リドルは主人夫妻を見て、にっこり笑うと、屋敷の中へと案内してくれた。
そこには今いる使用人が勢ぞろいしていた。
アーレスは人が揃ってないといっていたが、料理人と従僕がひとりずつ、いずみ付きになるという侍女に、メイドがひとり。そしてリドルと計五人もいる。

(十分じゃない? たしかにお屋敷は大きいけど、使用人の方が多いじゃない)

そのうちに、小学生くらいの子供がふたり、「奥さま、おまちしておりました」やって来て花束をくれた。

「ありがとう」

女の子と男の子ひとりずつだ。住み込みの使用人の子供らしい。

そのあとは、侍女のジナに部屋に案内してもらう。
ジナは三十代の女性だ。家族で住み込みで働いていて、従僕であるコールが旦那様らしい。花束をくれた男女の子供のうち、女の子の方がジナの子供だそうだ。
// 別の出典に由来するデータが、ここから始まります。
//! Notes API endpoints under `/api/notes`.

use std::sync::Arc;

use axum::extract::rejection::JsonRejection;
use axum::extract::{Path, State};
use axum::http::StatusCode;
use axum::Json;
use serde::{Deserialize, Serialize};

use super::error::ApiError;
use super::AppState;
use crate::entity::{Note, NoteId, NoteUpdate};
use crate::error::{NoteError, Result};
use crate::service::NoteService;

/// Request payload for creating a note. Any `id` in the body is ignored.
#[derive(Debug, Default, Deserialize)]
pub struct CreateNoteRequest {
    pub title: Option<String>,
    pub content: Option<String>,
}

impl CreateNoteRequest {
    /// Both fields must be present and non-empty.
    pub fn validate(self) -> Result<(String, String)> {
        let title = required("title", self.title)?;
        let content = required("content", self.content)?;
        Ok((title, content))
    }
}

fn required(field: &str, value: Option<String>) -> Result<String> {
    match value {
        Some(value) if !value.is_empty() => Ok(value),
        Some(_) => Err(NoteError::Validation(format!("{field} must not be empty"))),
        None => Err(NoteError::Validation(format!("{field} is required"))),
    }
}

#[derive(Debug, Serialize)]
pub struct CountResponse {
    pub count: u64,
}

/// Run a service call on the blocking pool.
async fn run_blocking<T, F>(state: &AppState, op: F) -> std::result::Result<T, ApiError>
where
    F: FnOnce(&NoteService) -> Result<T> + Send + 'static,
    T: Send + 'static,
{
    let service = state.service.clone();
    tokio::task::spawn_blocking(move || op(&service))
        .await
        .map_err(|e| ApiError::Internal(format!("task failed: {e}")))?
        .map_err(ApiError::from)
}

/// GET /api/notes
pub(crate) async fn list(
    State(state): State<Arc<AppState>>,
) -> std::result::Result<Json<Vec<Note>>, ApiError> {
    let notes = run_blocking(&state, |service| service.list_notes()).await?;
    Ok(Json(notes))
}

/// GET /api/notes/count
pub(crate) async fn count(
    State(state): State<Arc<AppState>>,
) -> std::result::Result<Json<CountResponse>, ApiError> {
    let count = run_blocking(&state, |service| service.count_notes()).await?;
    Ok(Json(CountResponse { count }))
}

/// GET /api/notes/{id}
pub(crate) async fn get(
    State(state): State<Arc<AppState>>,
    Path(id): Path<NoteId>,
) -> std::result::Result<Json<Note>, ApiError> {
    run_blocking(&state, move |service| service.get_note(id))
        .await?
        .map(Json)
        .ok_or(ApiError::NotFound)
}

/// POST /api/notes
pub(crate) async fn create(
    State(state): State<Arc<AppState>>,
    payload: std::result::Result<Json<CreateNoteRequest>, JsonRejection>,
) -> std::result::Result<(StatusCode, Json<Note>), ApiError> {
    let Json(payload) = payload?;
    let (title, content) = payload.validate()?;

    let note = run_blocking(&state, move |service| service.create_note(title, content)).await?;
    Ok((StatusCode::CREATED, Json(note)))
}

/// PUT /api/notes/{id}
pub(crate) async fn update(
    State(state): State<Arc<AppState>>,
    Path(id): Path<NoteId>,
    payload: std::result::Result<Json<NoteUpdate>, JsonRejection>,
) -> std::result::Result<Json<Note>, ApiError> {
    let Json(update) = payload?;

    run_blocking(&state, move |service| service.update_note(id, update))
        .await?
        .map(Json)
        .ok_or(ApiError::NotFound)
}

/// DELETE /api/notes/{id}
pub(crate) async fn delete(
    State(state): State<Arc<AppState>>,
    Path(id): Path<NoteId>,
) -> std::result::Result<StatusCode, ApiError> {
    if run_blocking(&state, move |service| service.delete_note(id)).await? {
        Ok(StatusCode::NO_CONTENT)
    } else {
        Err(ApiError::NotFound)
    }
}

/// DELETE /api/notes
pub(crate) async fn delete_all(
    State(state): State<Arc<AppState>>,
) -> std::result::Result<StatusCode, ApiError> {
    run_blocking(&state, |service| service.delete_all_notes()).await?;
    Ok(StatusCode::NO_CONTENT)
}

#[cfg(test)]
mod tests {
    use super::*;

    fn request(title: Option<&str>, content: Option<&str>) -> CreateNoteRequest {
        CreateNoteRequest {
            title: title.map(str::to_string),
            content: content.map(str::to_string),
        }
    }

    #[test]
    fn test_validate_accepts_filled_fields() {
        let (title, content) = request(Some("A"), Some("B")).validate().unwrap();
        assert_eq!(title, "A");
        assert_eq!(content, "B");
    }

    #[test]
    fn test_validate_rejects_missing_or_empty() {
        for req in [
            request(None, Some("B")),
            request(Some(""), Some("B")),
            request(Some("A"), None),
            request(Some("A"), Some("")),
            CreateNoteRequest::default(),
        ] {
            assert!(matches!(req.validate(), Err(NoteError::Validation(_))));
        }
    }

    #[test]
    fn test_validate_accepts_whitespace() {
        assert!(request(Some(" "), Some(" ")).validate().is_ok());
    }
}
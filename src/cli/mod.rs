mod commands;
mod handlers;

pub use commands::{Cli, Commands};
pub use handlers::{handle_count, handle_get, handle_list, handle_serve};
use serde::{Deserialize, Serialize};

/// Store-assigned note identifier.
pub type NoteId = i64;

/// A persisted note.
#[derive(Debug, Clone, PartialEq, Eq, Serialize, Deserialize)]
pub struct Note {
    pub id: NoteId,
    pub title: String,
    pub content: String,
}

/// A note as handed to the store for saving.
///
/// `id: None` asks the store to assign a fresh id; `Some(id)` writes the
/// record under that id, replacing whatever was there.
#[derive(Debug, Clone, PartialEq, Eq)]
pub struct NoteDraft {
    pub id: Option<NoteId>,
    pub title: String,
    pub content: String,
}

impl NoteDraft {
    pub fn new(title: impl Into<String>, content: impl Into<String>) -> Self {
        Self {
            id: None,
            title: title.into(),
            content: content.into(),
        }
    }
}

impl From<Note> for NoteDraft {
    fn from(note: Note) -> Self {
        Self {
            id: Some(note.id),
            title: note.title,
            content: note.content,
        }
    }
}

/// Update payload for a note. `None` fields are left unchanged.
#[derive(Debug, Clone, Default, PartialEq, Eq, Deserialize)]
pub struct NoteUpdate {
    pub title: Option<String>,
    pub content: Option<String>,
}

impl NoteUpdate {
    /// Overwrite the fields of `note` that this update carries.
    pub fn apply_to(self, note: &mut Note) {
        if let Some(title) = self.title {
            note.title = title;
        }
        if let Some(content) = self.content {
            note.content = content;
        }
    }

    pub fn is_empty(&self) -> bool {
        self.title.is_none() && self.content.is_none()
    }
}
「届いていた荷物は、部屋に入れてあります。クローゼットには旦那様のお母さまより頂いたドレスが入っております」

「え? お義母様?」

「ええ。実は私、もともとはアーレス様のご実家で侍女をしていたんです。遠征ばかりしていたアーレス様では、屋敷の設えなど何も分からないだろうと心配した奥様が、細かなところは指示されたんですよ。異世界から来た奥方が困らないようにと、私や夫が務めさせていただくことになりました」

それは思わぬ気遣いだった。いずみの胸は感謝で震える。